When Ernie was the Grand Marshall of the Oak Park Independence Day Parade in 2014, it was an honor that meant the world to him, and to his Oak Park family. Ernie recalls that the driver of his car in the parade said no Grand Marshall ever had such a response from the crowd. Everyone loves Ernie, and Ernie loves everyone. The love is real, and it continues to grow.

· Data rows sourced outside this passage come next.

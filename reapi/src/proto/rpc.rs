//! The `google.rpc` status types carried inside responses and error details.

/// `google.rpc.Status`.
#[derive(Clone, PartialEq, ::prost::Message)]
pub struct Status {
    #[prost(int32, tag = "1")]
    pub code: i32,
    #[prost(string, tag = "2")]
    pub message: String,
    #[prost(message, repeated, tag = "3")]
    pub details: Vec<::prost_types::Any>,
}

/// `google.rpc.RetryInfo`, found in the error details of a failed RPC when
/// the server wants to dictate the retry delay.
#[derive(Clone, PartialEq, ::prost::Message)]
pub struct RetryInfo {
    #[prost(message, optional, tag = "1")]
    pub retry_delay: Option<::prost_types::Duration>,
}

pub const RETRY_INFO_TYPE_URL: &str = "type.googleapis.com/google.rpc.RetryInfo";

impl Status {
    pub fn is_ok(&self) -> bool {
        self.code == tonic::Code::Ok as i32
    }
}
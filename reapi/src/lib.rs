//! Client-side plumbing for talking to a Remote Execution API cluster and to
//! a shared-build proxy.
//!
//! This crate carries the wire types (hand-rolled prost messages, so no
//! protoc is needed at build time), thin tonic clients for the services we
//! consume, gRPC channel construction from `grpc://` URLs, the
//! `RequestMetadata` header attached to every RPC, and the retrying
//! invocation wrapper shared by all callers.

mod channel;
mod metadata;
mod retry;

pub mod proto;

pub use channel::{channel_from_addr, channel_from_url, Error as ChannelError};
pub use metadata::MetadataInjector;
pub use retry::{RetryPolicy, Retrier};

Eventually, though, someday the doors will close. Ernie and Lois’ two children have lives of their own which do not involve the market. His son is a lawyer; his daughter is a stay at home mom. Working long hours, doing everything from choosing the fresh vegetables and meat every morning to slicing meat for hours, to cleaning up at the end of the day is a lot for Ernie. Lois considers the options. “If we could get some help, we could stay. He’s getting tired. If someone could slice a couple hours, that would help. But he can’t do this without more help. This is what makes him happy; he has no hobbies. He worked 6 days a week until he was 60.” Lois is a retired teacher who spent 43 years in the classroom; now she helps Ernie at the store. She insisted that Ernie works shorter hours, and he has. Now, Ernie and Lois are looking to hire a cashier, a clerk, and a slicer. They want someone who wants to learn the business, someone who is willing to help them, so that Ernie can continue to provide love and the best sandwiches in town for years to come.
Ernie’s is located at 8500 Capital, Oak Park, 48237.